Dataset
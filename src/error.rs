use axum::{
    http::StatusCode,
    response::{IntoResponse, Json},
};
use serde_json::json;

pub type Result<T> = std::result::Result<T, Error>;

#[derive(Debug, thiserror::Error)]
pub enum Error {
    #[error("Configuration error: {0}")]
    Config(String),

    #[error("Bad request: {0}")]
    BadRequest(String),

    #[error("Not found: {0}")]
    NotFound(String),

    #[error("Validation error: {0}")]
    Validation(#[from] validator::ValidationErrors),

    #[error("State conflict: {0}")]
    StateConflict(String),

    #[error("Interview limit reached: {0}")]
    OverLimit(String),

    #[error("Delivery failed: {0}")]
    Delivery(String),

    #[error("Delivered but not recorded: {0}")]
    DeliveredNotRecorded(String),

    #[error("Database error: {0}")]
    Database(sqlx::Error),

    #[error("JSON error: {0}")]
    Json(#[from] serde_json::Error),

    #[error(transparent)]
    Anyhow(#[from] anyhow::Error),

    #[error("Internal error: {0}")]
    Internal(String),
}

impl Error {
    /// Stable machine-readable identifier carried in every error body.
    /// `delivered_not_recorded` is the one operators must watch for: the
    /// recipient was notified but no local state was committed.
    pub fn code(&self) -> &'static str {
        match self {
            Error::Config(_) => "config",
            Error::BadRequest(_) => "bad_request",
            Error::NotFound(_) => "not_found",
            Error::Validation(_) => "validation",
            Error::StateConflict(_) => "state_conflict",
            Error::OverLimit(_) => "over_limit",
            Error::Delivery(_) => "delivery_failed",
            Error::DeliveredNotRecorded(_) => "delivered_not_recorded",
            Error::Database(_) => "database",
            Error::Json(_) => "json",
            Error::Anyhow(_) => "internal",
            Error::Internal(_) => "internal",
        }
    }
}

impl IntoResponse for Error {
    fn into_response(self) -> axum::response::Response {
        let status = match &self {
            Error::BadRequest(_) | Error::Validation(_) | Error::Json(_) => StatusCode::BAD_REQUEST,
            Error::NotFound(_) => StatusCode::NOT_FOUND,
            Error::StateConflict(_) | Error::OverLimit(_) => StatusCode::CONFLICT,
            Error::Delivery(_) => StatusCode::BAD_GATEWAY,
            _ => StatusCode::INTERNAL_SERVER_ERROR,
        };

        let body = Json(json!({ "error": self.to_string(), "code": self.code() }));
        (status, body).into_response()
    }
}

impl From<sqlx::Error> for Error {
    fn from(err: sqlx::Error) -> Self {
        match err {
            sqlx::Error::RowNotFound => Error::NotFound("Resource not found".to_string()),
            other => Error::Database(other),
        }
    }
}
use chrono::{DateTime, Utc};
use serde::Deserialize;

use crate::models::interview::InterviewProgress;

#[derive(Debug, Clone, Deserialize)]
pub struct UpdateInterviewPayload {
    pub progress: Option<InterviewProgress>,
    pub interview_at: Option<DateTime<Utc>>,
    pub note: Option<String>,
}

What needs to be done
For every line of the material above that contains the word "InterviewProgress", show the line.

Result of this task
use crate::models::interview::InterviewProgress;
    pub progress: Option<InterviewProgress>,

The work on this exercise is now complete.